This article is a follow-up to Sudden Failure of Joby GorillaPod Original which was published in 2016, an article I chanced upon when investigating how my own tripod broke.
I have a small collection of cheap Joby GorillaPods. I use them to show how effective educational videos can be made with just a modern cell phone and fewer than $30 in parts. But I digress. While working with my students in the Azraq refugee camp in Jordan, one of my GorillaPods failed. The head popped off (fortunately, it was about an inch off the ground, so no cameras were damaged). Looking closely, there was a hairline crack on the head:
I contacted Joby to find out if I could get a replacement part for just the head. Joby told me replacement parts were not available and offered a warranty replacement for a receipt. I generally don't keep receipts and in either case I think it might be out of the warranty period at this point; not worth investigating whether a likely old receipt can be found for twenty bucks.
Searching on the web, I found others have seen the exact same failure, in the exact same spot, sometimes with broken cameras.
Curious! Are many GorillaPods failing?
Looking at the head more closely, I noticed the failure point lines up exactly with the edge of the thicker part of the lock ring when in a locked position which seemed odd to me...
Even more curious. I removed the lock ring and popped the GorillaPod under my microscope:
Here, we saw the cause of failure. The way the lock ring lines up was a red herring. It was now obvious where the failure came from: About 0.025 inches from where the failure occurred, there was a ridge in the plastic, presumably an issue with Joby's manufacturing process. I'm not quite sure where this ridge came from; this part was clearly injection-molded, and this was nowhere close to where the mold came together. Perhaps something related to how the groove above was made (which is used as a limit stop for the lock ring)? Perhaps when the injection mold was removed, some plastic dripped down or something? I'm really not sure.
In either case, my tripod was under no stress when it failed (or at any point before), and it was pretty gently used. Many GorillaPods have apparently been failing and damaging cameras for years due to this failure, with no notice or recall.
I have a small pile of GorillaPods at home. I was wondering if they were all camera death traps, so I took the lockring off of a working one (better no lockring than broken camera later!):
And it looked fine! So it was probably a bad manufacturing run. Only some fraction of GorillaPods will spontanously fail and break cameras. How many? I reached out to Joby. I'll see what they respond with.
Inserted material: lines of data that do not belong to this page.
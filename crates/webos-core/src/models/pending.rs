//! Pending edit queue model

use chrono::{DateTime, Utc};
use serde::{Deserialize, Serialize};

use super::IconId;

/// Kind tag stored with each queued edit
#[derive(Debug, Clone, Copy, PartialEq, Eq, Serialize, Deserialize)]
#[serde(rename_all = "snake_case")]
pub enum PendingKind {
    IconUpdate,
}

impl PendingKind {
    pub const fn as_str(self) -> &'static str {
        match self {
            Self::IconUpdate => "icon_update",
        }
    }
}

/// A locally recorded icon move, sent verbatim in a push batch
#[derive(Debug, Clone, PartialEq, Eq, Serialize, Deserialize)]
pub struct IconUpdate {
    pub id: IconId,
    pub x: i64,
    pub y: i64,
    pub updated_at: DateTime<Utc>,
}

/// A queued icon update paired with its store-assigned sequence id
#[derive(Debug, Clone, PartialEq, Eq, Serialize, Deserialize)]
pub struct PendingEdit {
    pub id: i64,
    pub payload: IconUpdate,
}
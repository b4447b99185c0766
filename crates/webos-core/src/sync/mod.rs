//! Push-then-pull reconciliation between the local cache and the server.
//!
//! One cycle (`sync_now`) walks `idle → pushing → pulling → settled`:
//!
//! - **pushing** (only with uploads enabled): every queued icon update of the
//!   scope goes out as one batch. The queue is trimmed only after the server
//!   accepts it, so a failed push is resent next cycle (at-least-once). A
//!   failed push does not stop the cycle.
//! - **pulling**: always runs. A dataset carrying `icons` replaces the whole
//!   icon cache; there is no field-level merge, so the server wins. A failed
//!   pull aborts the cycle and leaves `last_sync_at` alone, so the retry asks
//!   for the same window.
//! - **settled**: `last_sync_at` moves to the server's `server_time`, or the
//!   local clock when the server sent none.

mod scheduler;

use serde::Serialize;

use crate::api::{
    ApiError, PullRequest, PushReport, PushRequest, RemoteSettingsUpdate, SyncApi,
};
use crate::clock::{Clock, SystemClock};
use crate::models::{Scope, SyncSettings};
use crate::services::LocalStore;
use crate::state::SyncPhase;
use crate::Result;

/// Outcome of one sync cycle
#[derive(Debug, Clone, PartialEq, Serialize)]
pub struct SyncReport {
    /// Settings as persisted at the end of the cycle
    pub settings: SyncSettings,
    /// Phases visited, in order
    pub phases: Vec<SyncPhase>,
    /// Pending edits removed from the queue after a successful push
    pub pushed: usize,
    /// Server tally of the push, when one was accepted
    pub push_report: Option<PushReport>,
    /// Why the push failed; the queue was left intact
    #[serde(serialize_with = "serialize_api_error")]
    pub push_error: Option<ApiError>,
    /// Icons written to the cache by the pull, `None` when the pull carried no icon list
    pub pulled_icons: Option<usize>,
}

impl SyncReport {
    fn enter(&mut self, phase: SyncPhase, scope: &Scope) {
        tracing::debug!("Sync for scope {} entering {}", scope, phase);
        self.phases.push(phase);
    }
}

fn serialize_api_error<S: serde::Serializer>(
    error: &Option<ApiError>,
    serializer: S,
) -> std::result::Result<S::Ok, S::Error> {
    match error {
        Some(error) => serializer.serialize_some(&error.to_string()),
        None => serializer.serialize_none(),
    }
}

/// Drives sync cycles for any scope against one store and one API.
pub struct SyncEngine<A, C = SystemClock> {
    store: LocalStore,
    api: A,
    clock: C,
}

impl<A: SyncApi> SyncEngine<A> {
    pub const fn new(store: LocalStore, api: A) -> Self {
        Self::with_clock(store, api, SystemClock)
    }
}

impl<A: SyncApi, C: Clock> SyncEngine<A, C> {
    pub const fn with_clock(store: LocalStore, api: A, clock: C) -> Self {
        Self { store, api, clock }
    }

    pub const fn store(&self) -> &LocalStore {
        &self.store
    }

    pub const fn api(&self) -> &A {
        &self.api
    }

    /// Stored settings of the scope, or the defaults when none were saved.
    pub async fn load_settings(&self, scope: &Scope) -> Result<SyncSettings> {
        Ok(self.store.get_settings(scope).await?.unwrap_or_default())
    }

    pub async fn save_settings(&self, scope: &Scope, settings: &SyncSettings) -> Result<()> {
        self.store.save_settings(scope, settings).await
    }

    /// Forget `last_sync_at` so the next pull asks for everything.
    pub async fn reset_last_sync(&self, scope: &Scope) -> Result<SyncSettings> {
        let mut settings = self.load_settings(scope).await?;
        settings.reset_last_sync();
        self.store.save_settings(scope, &settings).await?;
        tracing::info!("Reset last sync time for scope {}", scope);
        Ok(settings)
    }

    /// Adopt the server's upload flag and conflict strategy.
    ///
    /// `last_sync_at` only moves if the server's value is newer.
    pub async fn refresh_settings_from_server(&self, scope: &Scope) -> Result<SyncSettings> {
        let remote = self.api.get_settings(scope).await?;
        let mut settings = self.load_settings(scope).await?;

        settings.upload_enabled = remote.upload_enabled;
        settings.conflict_strategy = remote.conflict_strategy;
        if let Some(remote_last_sync) = remote.last_sync_at {
            settings.advance_last_sync(remote_last_sync);
        }

        self.store.save_settings(scope, &settings).await?;
        Ok(settings)
    }

    /// Send the upload flag and conflict strategy to the server, then persist.
    pub async fn publish_settings(
        &self,
        scope: &Scope,
        settings: &SyncSettings,
    ) -> Result<SyncSettings> {
        let remote = self
            .api
            .update_settings(scope, &RemoteSettingsUpdate::from(settings))
            .await?;

        let mut published = settings.clone();
        published.upload_enabled = remote.upload_enabled;
        published.conflict_strategy = remote.conflict_strategy;
        self.store.save_settings(scope, &published).await?;
        Ok(published)
    }

    /// Run one push-then-pull cycle for the scope.
    pub async fn sync_now(&self, scope: &Scope) -> Result<SyncReport> {
        let mut settings = self.load_settings(scope).await?;
        let mut report = SyncReport {
            settings: settings.clone(),
            phases: vec![SyncPhase::Idle],
            pushed: 0,
            push_report: None,
            push_error: None,
            pulled_icons: None,
        };

        if settings.upload_enabled {
            report.enter(SyncPhase::Pushing, scope);
            self.push_pending(scope, &settings, &mut report).await?;
        }

        report.enter(SyncPhase::Pulling, scope);
        let dataset = match self
            .api
            .pull(
                scope,
                &PullRequest {
                    since: settings.last_sync_at,
                },
            )
            .await
        {
            Ok(dataset) => dataset,
            Err(error) => {
                tracing::warn!("Pull failed for scope {}: {}", scope, error);
                return Err(error.into());
            }
        };

        if let Some(icons) = &dataset.icons {
            self.store.save_icons(scope, icons).await?;
            report.pulled_icons = Some(icons.len());
        }
        tracing::debug!(
            "Pulled {} icons, {} resources, {} categories for scope {}",
            dataset.icons.as_ref().map_or(0, Vec::len),
            dataset.resources.len(),
            dataset.categories.len(),
            scope
        );

        report.enter(SyncPhase::Settled, scope);
        settings.advance_last_sync(dataset.server_time.unwrap_or_else(|| self.clock.now()));
        self.store.save_settings(scope, &settings).await?;
        report.settings = settings;

        tracing::info!(
            "Sync settled for scope {} (pushed {}, last sync {})",
            scope,
            report.pushed,
            report
                .settings
                .last_sync_at
                .map_or_else(|| "never".to_string(), |at| at.to_rfc3339())
        );
        Ok(report)
    }

    async fn push_pending(
        &self,
        scope: &Scope,
        settings: &SyncSettings,
        report: &mut SyncReport,
    ) -> Result<()> {
        let pending = self.store.get_pending_icon_updates(scope).await?;
        if pending.is_empty() {
            return Ok(());
        }

        let (ids, icons): (Vec<i64>, Vec<_>) =
            pending.into_iter().map(|edit| (edit.id, edit.payload)).unzip();
        let request = PushRequest {
            conflict_strategy: settings.conflict_strategy.clone(),
            icons,
        };

        match self.api.push(scope, &request).await {
            Ok(push_report) => {
                self.store.clear_pending(scope, &ids).await?;
                tracing::info!(
                    "Pushed {} pending edits for scope {} (server updated {}, skipped {})",
                    ids.len(),
                    scope,
                    push_report.updated,
                    push_report.skipped
                );
                report.pushed = ids.len();
                report.push_report = Some(push_report);
            }
            Err(error) => {
                tracing::warn!(
                    "Push of {} pending edits failed for scope {}; keeping them queued: {}",
                    ids.len(),
                    scope,
                    error
                );
                report.push_error = Some(error);
            }
        }
        Ok(())
    }
}
//! In-process API fakes for engine and controller tests.

use std::sync::{Arc, Mutex, MutexGuard};

use tokio::sync::Notify;

use crate::api::{
    ApiError, ApiResult, DesktopApi, NewFolder, NewLink, PullDataset, PullRequest, PushReport,
    PushRequest, RemoteSettings, RemoteSettingsUpdate, SyncApi,
};
use crate::models::{FolderRef, Icon, IconId, IconKind, Scope};

#[derive(Default)]
pub struct FakeSyncState {
    pub pushes: Vec<PushRequest>,
    pub pulls: Vec<PullRequest>,
    pub push_response: PushReport,
    pub push_error: Option<ApiError>,
    pub pull_response: PullDataset,
    pub pull_error: Option<ApiError>,
    pub remote_settings: RemoteSettings,
    pub settings_updates: Vec<RemoteSettingsUpdate>,
    pub tenants_seen: Vec<String>,
}

#[derive(Clone, Default)]
pub struct FakeSyncApi {
    inner: Arc<Mutex<FakeSyncState>>,
}

impl FakeSyncApi {
    pub fn state(&self) -> MutexGuard<'_, FakeSyncState> {
        self.inner.lock().unwrap()
    }
}

impl SyncApi for FakeSyncApi {
    async fn push(&self, scope: &Scope, request: &PushRequest) -> ApiResult<PushReport> {
        let mut state = self.state();
        state.tenants_seen.push(scope.tenant_id().to_string());
        state.pushes.push(request.clone());
        match &state.push_error {
            Some(error) => Err(error.clone()),
            None => Ok(state.push_response.clone()),
        }
    }

    async fn pull(&self, scope: &Scope, request: &PullRequest) -> ApiResult<PullDataset> {
        let mut state = self.state();
        state.tenants_seen.push(scope.tenant_id().to_string());
        state.pulls.push(request.clone());
        match &state.pull_error {
            Some(error) => Err(error.clone()),
            None => Ok(state.pull_response.clone()),
        }
    }

    async fn get_settings(&self, _scope: &Scope) -> ApiResult<RemoteSettings> {
        Ok(self.state().remote_settings.clone())
    }

    async fn update_settings(
        &self,
        _scope: &Scope,
        update: &RemoteSettingsUpdate,
    ) -> ApiResult<RemoteSettings> {
        let mut state = self.state();
        state.settings_updates.push(update.clone());
        state.remote_settings.upload_enabled = update.upload_enabled;
        state.remote_settings.conflict_strategy = update.conflict_strategy.clone();
        Ok(state.remote_settings.clone())
    }
}

#[derive(Debug, Clone, PartialEq, Eq)]
pub enum DesktopCall {
    List(FolderRef),
    Move(IconId, FolderRef),
    Position(IconId, i64, i64),
    Rename(IconId, String),
    Uninstall(IconId),
    CreateFolder(NewFolder),
    CreateLink(NewLink),
}

#[derive(Default)]
pub struct FakeDesktopState {
    pub calls: Vec<DesktopCall>,
    pub list_response: Vec<Icon>,
    pub list_error: Option<ApiError>,
    /// Holds `list_icons` until notified
    pub list_gate: Option<Arc<Notify>>,
    pub move_error: Option<ApiError>,
    /// Holds `move_icon` until notified
    pub move_gate: Option<Arc<Notify>>,
    pub position_error: Option<ApiError>,
    pub mutation_error: Option<ApiError>,
    pub next_icon_id: i64,
}

#[derive(Clone, Default)]
pub struct FakeDesktopApi {
    inner: Arc<Mutex<FakeDesktopState>>,
}

impl FakeDesktopApi {
    pub fn state(&self) -> MutexGuard<'_, FakeDesktopState> {
        self.inner.lock().unwrap()
    }

    fn record(&self, call: DesktopCall) -> ApiResult<()> {
        let mut state = self.state();
        state.calls.push(call);
        state.mutation_error.clone().map_or(Ok(()), Err)
    }

    fn created(&self, title: &str, kind: IconKind, x: i64, y: i64) -> Icon {
        let mut state = self.state();
        state.next_icon_id += 1;
        Icon::new(100 + state.next_icon_id, title, kind).with_position(x, y)
    }
}

async fn wait_for(gate: Option<Arc<Notify>>) {
    if let Some(gate) = gate {
        gate.notified().await;
    }
}

impl DesktopApi for FakeDesktopApi {
    async fn list_icons(&self, _scope: &Scope, parent: FolderRef) -> ApiResult<Vec<Icon>> {
        self.state().calls.push(DesktopCall::List(parent));
        let gate = self.state().list_gate.clone();
        wait_for(gate).await;

        let state = self.state();
        match &state.list_error {
            Some(error) => Err(error.clone()),
            None => Ok(state.list_response.clone()),
        }
    }

    async fn move_icon(&self, _scope: &Scope, icon: IconId, target: FolderRef) -> ApiResult<()> {
        self.state().calls.push(DesktopCall::Move(icon, target));
        let gate = self.state().move_gate.clone();
        wait_for(gate).await;

        self.state().move_error.clone().map_or(Ok(()), Err)
    }

    async fn update_position(
        &self,
        _scope: &Scope,
        icon: IconId,
        x: i64,
        y: i64,
    ) -> ApiResult<()> {
        let mut state = self.state();
        state.calls.push(DesktopCall::Position(icon, x, y));
        state.position_error.clone().map_or(Ok(()), Err)
    }

    async fn rename_icon(&self, _scope: &Scope, icon: IconId, name: &str) -> ApiResult<()> {
        self.record(DesktopCall::Rename(icon, name.to_string()))
    }

    async fn uninstall_icon(&self, _scope: &Scope, icon: IconId) -> ApiResult<()> {
        self.record(DesktopCall::Uninstall(icon))
    }

    async fn create_folder(&self, _scope: &Scope, folder: &NewFolder) -> ApiResult<Icon> {
        self.record(DesktopCall::CreateFolder(folder.clone()))?;
        Ok(self.created(&folder.name, IconKind::Category, folder.x, folder.y))
    }

    async fn create_link(&self, _scope: &Scope, link: &NewLink) -> ApiResult<Icon> {
        self.record(DesktopCall::CreateLink(link.clone()))?;
        Ok(self.created(&link.title, IconKind::Resource, link.x, link.y))
    }
}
If you'd like to test your own GorillaPod, the lockring appears to be made as a C-clip, with a little notch opposite the lock side. Put a thin knife in there (scalpel or X-Acto or similar), and pry it open. The glue breaks easily. You can then take it off and look to see if you have a tripod from a good run or a bad run. Just keep in mind you'll probably never get the lock ring back on -- household glues (like superglue) won't hold the clip together when you turn it. My guess is you'd need some kind of tough UV cure glue. Even then, you probably won't be able to get it together without gluing the lockring in place.... As for me, I glued mine in place, unlocked, just for aesthetics.
The same group which makes the Joby GorillaPod also makes Manfrotto, Lowepro, Gitzo, Lastolite, Colorami, and Avenger products. Part of why I sometimes pay the premium for name-brand products is to avoid failures like this one or to get recalls if there is a design defect or bad manufacturing run... As can be seen here, higher price and recognized brand doesn't mean better reliability. These things never should have passed QA. Be careful out there!